WHAT YOU HAVE TO DO ::
Below this line is a set of entries; quote exactly the lines from the line that contains "applies to bytes." to the line that contains "let digits = digits.trim_start_matches('0');", both lines included.

+++ GIVEN INFORMATION +++

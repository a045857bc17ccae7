//! Equality matching rules.
//!
//! Matching rules turn a raw value into the canonical form used for
//! comparison and hashing. Rules are named in schema definitions either by
//! name or by OID; both resolve here, case-insensitively.

use crate::dn::Dn;
use crate::error::NormalizationError;
use chrono::{DateTime, NaiveDateTime, Utc};
use uuid::Uuid;

/// Equality matching rules known to the value layer.
#[derive(Debug, Clone, Copy, PartialEq, Eq, Hash)]
pub enum MatchingRule {
    CaseIgnore,
    CaseIgnoreIa5,
    CaseExact,
    CaseExactIa5,
    OctetString,
    Integer,
    Boolean,
    ObjectIdentifier,
    NumericString,
    TelephoneNumber,
    DistinguishedName,
    GeneralizedTime,
    Uuid,
}

const RULES: &[(MatchingRule, &str, &str)] = &[
    (MatchingRule::ObjectIdentifier, "objectIdentifierMatch", "2.5.13.0"),
    (MatchingRule::DistinguishedName, "distinguishedNameMatch", "2.5.13.1"),
    (MatchingRule::CaseIgnore, "caseIgnoreMatch", "2.5.13.2"),
    (MatchingRule::CaseExact, "caseExactMatch", "2.5.13.5"),
    (MatchingRule::NumericString, "numericStringMatch", "2.5.13.8"),
    (MatchingRule::Boolean, "booleanMatch", "2.5.13.13"),
    (MatchingRule::Integer, "integerMatch", "2.5.13.14"),
    (MatchingRule::OctetString, "octetStringMatch", "2.5.13.17"),
    (MatchingRule::TelephoneNumber, "telephoneNumberMatch", "2.5.13.20"),
    (MatchingRule::GeneralizedTime, "generalizedTimeMatch", "2.5.13.27"),
    (MatchingRule::CaseExactIa5, "caseExactIA5Match", "1.3.6.1.4.1.1466.109.114.1"),
    (MatchingRule::CaseIgnoreIa5, "caseIgnoreIA5Match", "1.3.6.1.4.1.1466.109.114.2"),
    (MatchingRule::Uuid, "uuidMatch", "1.3.6.1.1.16.2"),
];

impl MatchingRule {
    /// Resolve a rule by name or OID.
    pub fn from_id(id: &str) -> Option<Self> {
        let id = id.trim();
        RULES
            .iter()
            .find(|(_, name, oid)| name.eq_ignore_ascii_case(id) || *oid == id)
            .map(|(rule, _, _)| *rule)
    }

    /// The rule's descriptive name.
    pub fn name(&self) -> &'static str {
        RULES
            .iter()
            .find(|(rule, _, _)| rule == self)
            .map(|(_, name, _)| *name)
            .unwrap_or("unknown")
    }

    /// The rule's OID.
    pub fn oid(&self) -> &'static str {
        RULES
            .iter()
            .find(|(rule, _, _)| rule == self)
            .map(|(_, _, oid)| *oid)
            .unwrap_or("")
    }

    /// Normalize a textual value.
    pub fn normalize_text(&self, value: &str) -> Result<String, NormalizationError> {
        match self {
            Self::CaseIgnore | Self::CaseIgnoreIa5 => Ok(collapse_spaces(value).to_lowercase()),
            Self::CaseExact | Self::CaseExactIa5 => Ok(collapse_spaces(value)),
            Self::OctetString => Ok(value.to_string()),
            Self::Integer => self.normalize_integer(value),
            Self::Boolean => match value.trim().to_ascii_uppercase().as_str() {
                upper @ ("TRUE" | "FALSE") => Ok(upper.to_string()),
                _ => Err(self.reject(value, "expected TRUE or FALSE")),
            },
            Self::ObjectIdentifier => {
                let trimmed = value.trim();
                if trimmed.is_empty() {
                    return Err(self.reject(value, "empty object identifier"));
                }
                Ok(trimmed.to_ascii_lowercase())
            }
            Self::NumericString => Ok(value.chars().filter(|c| *c != ' ').collect()),
            Self::TelephoneNumber => Ok(value
                .chars()
                .filter(|c| *c != ' ' && *c != '-')
                .collect::<String>()
                .to_lowercase()),
            Self::DistinguishedName => Dn::new(value)
                .map(|dn| dn.normalized().to_string())
                .map_err(|e| self.reject(value, e.to_string())),
            Self::GeneralizedTime => self.normalize_generalized_time(value),
            Self::Uuid => Uuid::parse_str(value.trim())
                .map(|uuid| uuid.hyphenated().to_string())
                .map_err(|e| self.reject(value, e.to_string())),
        }
    }

    /// Normalize a binary value. Only octet-string comparison applies to bytes.
    pub fn normalize_bytes(&self, value: &[u8]) -> Vec<u8> {
        value.to_vec()
    }

    fn normalize_integer(&self, value: &str) -> Result<String, NormalizationError> {
        let trimmed = value.trim();
        let (negative, digits) = match trimmed.strip_prefix('-') {
            Some(rest) => (true, rest),
            None => (false, trimmed.strip_prefix('+').unwrap_or(trimmed)),
        };
        if digits.is_empty() || !digits.chars().all(|c| c.is_ascii_digit()) {
            return Err(self.reject(value, "not a decimal integer"));
        }
        let digits = digits.trim_start_matches('0');
        Ok(match (negative, digits.is_empty()) {
            (_, true) => "0".to_string(),
            (true, false) => format!("-{}", digits),
            (false, false) => digits.to_string(),
        })
    }

    fn normalize_generalized_time(&self, value: &str) -> Result<String, NormalizationError> {
        let trimmed = value.trim();
        let instant = if let Some(local) = trimmed.strip_suffix('Z') {
            ["%Y%m%d%H%M%S%.f", "%Y%m%d%H%M%S", "%Y%m%d%H%M"]
                .iter()
                .find_map(|format| NaiveDateTime::parse_from_str(local, format).ok())
                .map(|naive| naive.and_utc())
        } else {
            ["%Y%m%d%H%M%S%.f%z", "%Y%m%d%H%M%S%z"]
                .iter()
                .find_map(|format| DateTime::parse_from_str(trimmed, format).ok())
                .map(|dt| dt.with_timezone(&Utc))
        };

        instant
            .map(|dt| dt.format("%Y%m%d%H%M%S%.3fZ").to_string())
            .ok_or_else(|| self.reject(value, "not a generalized time"))
    }

    fn reject(&self, value: &str, reason: impl Into<String>) -> NormalizationError {
        NormalizationError::new(self.name(), value, reason)
    }
}

/// Trim and fold every run of whitespace into a single space.
fn collapse_spaces(value: &str) -> String {
    value.split_whitespace().collect::<Vec<_>>().join(" ")
}
//! Filtered views of entries.
//!
//! A [`FilteredEntry`] is a read-only snapshot of an [`Entry`] restricted to
//! attributes of a usage category, or to an explicit attribute selection as
//! found in search requests. It owns its own copy of the DN and attributes and
//! keeps no link back to the source entry.

use super::attribute::Attribute;
use super::entry::{AttributeId, Entry};
use crate::dn::Dn;
use crate::schema::{AttributeType, SchemaRegistry, UsageCategory};
use log::trace;
use std::collections::HashMap;
use std::sync::Arc;

/// Selection of "all user attributes" in a search attribute list.
pub const ALL_USER_ATTRIBUTES: &str = "*";
/// Selection of "all operational attributes" in a search attribute list.
pub const ALL_OPERATIONAL_ATTRIBUTES: &str = "+";
/// Selection of "no attributes" in a search attribute list.
pub const NO_ATTRIBUTES: &str = "1.1";

/// Which attributes a usage-based projection keeps.
#[derive(Debug, Clone, Copy, PartialEq, Eq, Hash, Default)]
pub enum UsageFilter {
    /// Attributes of exactly this usage category
    Category(UsageCategory),
    /// Every operational attribute, whatever its category
    Operational,
    /// Every attribute
    #[default]
    All,
}

impl UsageFilter {
    pub fn accepts(&self, attribute_type: &AttributeType) -> bool {
        match self {
            Self::Category(usage) => attribute_type.usage() == *usage,
            Self::Operational => attribute_type.is_operational(),
            Self::All => true,
        }
    }
}

impl From<UsageCategory> for UsageFilter {
    fn from(usage: UsageCategory) -> Self {
        Self::Category(usage)
    }
}

impl From<Option<UsageCategory>> for UsageFilter {
    fn from(usage: Option<UsageCategory>) -> Self {
        usage.map_or(Self::All, Self::Category)
    }
}

/// A read-only projection of an entry.
///
/// # Examples
///
/// ```rust
/// use directory_core::dn::Dn;
/// use directory_core::entry::{Entry, FilteredEntry};
/// use directory_core::schema::{SchemaRegistry, UsageCategory};
/// use std::sync::Arc;
///
/// # fn main() -> Result<(), Box<dyn std::error::Error>> {
/// let registry = Arc::new(SchemaRegistry::new()?);
/// let mut entry = Entry::new(registry, Dn::new("cn=test")?);
/// entry.add("cn", ["test"])?;
/// entry.add("createTimestamp", ["20240101000000Z"])?;
///
/// let operational = FilteredEntry::create(&entry, UsageCategory::DirectoryOperation, false);
/// assert_eq!(operational.len(), 1);
/// assert!(operational.get("createTimestamp").is_some());
/// assert!(operational.get("cn").is_none());
/// # Ok(())
/// # }
/// ```
#[derive(Debug, Clone)]
pub struct FilteredEntry {
    registry: Arc<SchemaRegistry>,
    dn: Dn,
    attributes: HashMap<String, Attribute>,
    types_only: bool,
}

impl FilteredEntry {
    /// Project `entry` onto the attributes accepted by `filter`.
    ///
    /// With `types_only`, every retained attribute is kept but emptied.
    pub fn create(entry: &Entry, filter: impl Into<UsageFilter>, types_only: bool) -> Self {
        let filter = filter.into();
        let attributes = entry
            .iter()
            .filter(|attribute| filter.accepts(attribute.attribute_type()))
            .map(|attribute| project(attribute, types_only))
            .collect();
        trace!("Projected {} with {:?}", entry.dn(), filter);
        Self::from_parts(entry, attributes, types_only)
    }

    /// Project `entry` onto a search attribute list.
    ///
    /// `*` selects all user attributes, `+` all operational attributes and
    /// `1.1` nothing; other identifiers select their attribute. Unknown
    /// identifiers are ignored. An empty list selects all user attributes.
    pub fn select(entry: &Entry, requested: &[&str], types_only: bool) -> Self {
        let registry = entry.registry();
        let wants = |id: &str| requested.iter().any(|r| r.trim() == id);

        let all_user = requested.is_empty() || wants(ALL_USER_ATTRIBUTES);
        let all_operational = wants(ALL_OPERATIONAL_ATTRIBUTES);
        let named: Vec<Arc<AttributeType>> = requested
            .iter()
            .map(|r| r.trim())
            .filter(|r| ![ALL_USER_ATTRIBUTES, ALL_OPERATIONAL_ATTRIBUTES, NO_ATTRIBUTES].contains(r))
            .filter_map(|r| registry.get(r))
            .collect();

        let attributes = entry
            .iter()
            .filter(|attribute| {
                let attribute_type = attribute.attribute_type();
                (all_user && !attribute_type.is_operational())
                    || (all_operational && attribute_type.is_operational())
                    || named.iter().any(|n| n.oid() == attribute_type.oid())
            })
            .map(|attribute| project(attribute, types_only))
            .collect();
        Self::from_parts(entry, attributes, types_only)
    }

    fn from_parts(entry: &Entry, attributes: HashMap<String, Attribute>, types_only: bool) -> Self {
        Self {
            registry: Arc::clone(entry.registry()),
            dn: entry.dn().clone(),
            attributes,
            types_only,
        }
    }

    pub fn dn(&self) -> &Dn {
        &self.dn
    }

    /// Whether the projection was built without values.
    pub fn is_types_only(&self) -> bool {
        self.types_only
    }

    pub fn len(&self) -> usize {
        self.attributes.len()
    }

    pub fn is_empty(&self) -> bool {
        self.attributes.is_empty()
    }

    pub fn iter(&self) -> impl Iterator<Item = &Attribute> {
        self.attributes.values()
    }

    /// Get a retained attribute, resolving `id` like [`Entry::get`].
    pub fn get<'a>(&self, id: impl Into<AttributeId<'a>>) -> Option<&Attribute> {
        let id: AttributeId<'_> = id.into();
        let (attribute_type, _) = id.resolve(&self.registry).ok()?;
        self.attributes.get(attribute_type.oid())
    }

    /// True iff an attribute is retained for every identifier.
    pub fn contains_attribute<'a, I>(&self, ids: I) -> bool
    where
        I: IntoIterator,
        I::Item: Into<AttributeId<'a>>,
    {
        ids.into_iter().all(|id| self.get(id).is_some())
    }

    /// Materialize the projection as a standalone entry.
    pub fn to_entry(&self) -> Entry {
        Entry::with_attributes(
            Arc::clone(&self.registry),
            self.dn.clone(),
            self.attributes.values().cloned(),
        )
    }
}

fn project(attribute: &Attribute, types_only: bool) -> (String, Attribute) {
    let mut copy = attribute.clone();
    if types_only {
        copy.clear();
    }
    (attribute.attribute_type().oid().to_string(), copy)
}
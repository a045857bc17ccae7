//! Serialized form of attributes.
//!
//! [`SerializedAttribute`] is the record external persistence and transport
//! layers exchange. It carries the up id, the attribute type's OID, the
//! human-readable flag, an explicit value count and the values themselves.
//! Binary payloads travel as base64 text so the record maps cleanly onto JSON.
//!
//! ```json
//! {
//!   "upId": "CommonName",
//!   "attributeType": "2.5.4.3",
//!   "isHumanReadable": true,
//!   "valueCount": 2,
//!   "values": [
//!     { "isNull": false, "text": "test 1" },
//!     { "isNull": true }
//!   ]
//! }
//! ```

use super::attribute::Attribute;
use super::value::{Value, ValueInput};
use crate::error::{DirectoryError, DirectoryResult};
use crate::schema::SchemaRegistry;
use base64::{Engine, engine::general_purpose::STANDARD as BASE64};
use serde::{Deserialize, Serialize};

/// An attribute in transport form.
#[derive(Debug, Clone, PartialEq, Eq, Serialize, Deserialize)]
#[serde(rename_all = "camelCase")]
pub struct SerializedAttribute {
    pub up_id: String,
    /// OID of the attribute type
    pub attribute_type: String,
    pub is_human_readable: bool,
    pub value_count: usize,
    pub values: Vec<SerializedValue>,
}

/// A single value in transport form.
///
/// Exactly one of `text` and `bytes` is set for a non-null value, matching
/// the owning attribute's human-readable flag; neither is set for the null
/// marker.
#[derive(Debug, Clone, PartialEq, Eq, Serialize, Deserialize)]
#[serde(rename_all = "camelCase")]
pub struct SerializedValue {
    pub is_null: bool,
    #[serde(default, skip_serializing_if = "Option::is_none")]
    pub text: Option<String>,
    /// Base64 encoded payload of a binary value
    #[serde(default, skip_serializing_if = "Option::is_none")]
    pub bytes: Option<String>,
}

impl SerializedValue {
    fn from_value(value: &Value) -> Self {
        match value {
            Value::Text(v) => Self {
                is_null: v.raw().is_none(),
                text: v.raw().map(str::to_string),
                bytes: None,
            },
            Value::Binary(v) => Self {
                is_null: v.raw().is_none(),
                text: None,
                bytes: v.raw().map(|raw| BASE64.encode(raw)),
            },
        }
    }

    fn into_input(self, human_readable: bool) -> DirectoryResult<ValueInput> {
        match (self.is_null, human_readable, self.text, self.bytes) {
            (true, true, None, None) => Ok(ValueInput::Text(None)),
            (true, false, None, None) => Ok(ValueInput::Binary(None)),
            (true, _, _, _) => Err(DirectoryError::serialization(
                "null value must not carry a payload",
            )),
            (false, true, Some(text), None) => Ok(ValueInput::Text(Some(text))),
            (false, false, None, Some(encoded)) => {
                let raw = BASE64.decode(encoded.as_bytes()).map_err(|e| {
                    DirectoryError::serialization(format!("invalid base64 payload: {}", e))
                })?;
                Ok(ValueInput::Binary(Some(raw)))
            }
            (false, human_readable, _, _) => Err(DirectoryError::serialization(format!(
                "value payload does not match a {} attribute",
                if human_readable { "human-readable" } else { "binary" }
            ))),
        }
    }
}

impl Attribute {
    /// Produce the transport form of this attribute.
    pub fn to_serialized(&self) -> SerializedAttribute {
        SerializedAttribute {
            up_id: self.up_id().to_string(),
            attribute_type: self.attribute_type().oid().to_string(),
            is_human_readable: self.is_human_readable(),
            value_count: self.len(),
            values: self.iter().map(SerializedValue::from_value).collect(),
        }
    }

    /// Rebuild an attribute from its transport form.
    ///
    /// The attribute type is resolved through `registry`; an unknown OID
    /// fails with `NoSuchAttribute`. A record whose count, flag or values
    /// disagree with each other or with the type fails with `Serialization`.
    pub fn from_serialized(
        record: SerializedAttribute,
        registry: &SchemaRegistry,
    ) -> DirectoryResult<Self> {
        let attribute_type = registry.lookup(&record.attribute_type)?;

        if record.is_human_readable != attribute_type.is_human_readable() {
            return Err(DirectoryError::serialization(format!(
                "attribute '{}' is flagged human-readable={} but type {} says {}",
                record.up_id,
                record.is_human_readable,
                attribute_type,
                attribute_type.is_human_readable()
            )));
        }
        if record.value_count != record.values.len() {
            return Err(DirectoryError::serialization(format!(
                "attribute '{}' declares {} value(s) but carries {}",
                record.up_id,
                record.value_count,
                record.values.len()
            )));
        }

        let mut attribute = Attribute::with_up_id(&record.up_id, &attribute_type)?;
        let inputs = record
            .values
            .into_iter()
            .map(|value| value.into_input(record.is_human_readable))
            .collect::<DirectoryResult<Vec<_>>>()?;

        let stored = attribute.add(inputs);
        if stored != record.value_count {
            return Err(DirectoryError::serialization(format!(
                "attribute '{}' holds {} value(s) after loading, expected {}",
                attribute.up_id(),
                stored,
                record.value_count
            )));
        }
        Ok(attribute)
    }

    /// Serialize to a JSON string.
    pub fn to_json(&self) -> DirectoryResult<String> {
        Ok(serde_json::to_string(&self.to_serialized())?)
    }

    /// Deserialize from a JSON string produced by [`Attribute::to_json`].
    pub fn from_json(json: &str, registry: &SchemaRegistry) -> DirectoryResult<Self> {
        let record: SerializedAttribute = serde_json::from_str(json)?;
        Self::from_serialized(record, registry)
    }
}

+++

EXERCISE RESULT ::
    /// Normalize a binary value. Only octet-string comparison applies to bytes.
    pub fn normalize_bytes(&self, value: &[u8]) -> Vec<u8> {
        value.to_vec()
    }

    fn normalize_integer(&self, value: &str) -> Result<String, NormalizationError> {
        let trimmed = value.trim();
        let (negative, digits) = match trimmed.strip_prefix('-') {
            Some(rest) => (true, rest),
            None => (false, trimmed.strip_prefix('+').unwrap_or(trimmed)),
        };
        if digits.is_empty() || !digits.chars().all(|c| c.is_ascii_digit()) {
            return Err(self.reject(value, "not a decimal integer"));
        }
        let digits = digits.trim_start_matches('0');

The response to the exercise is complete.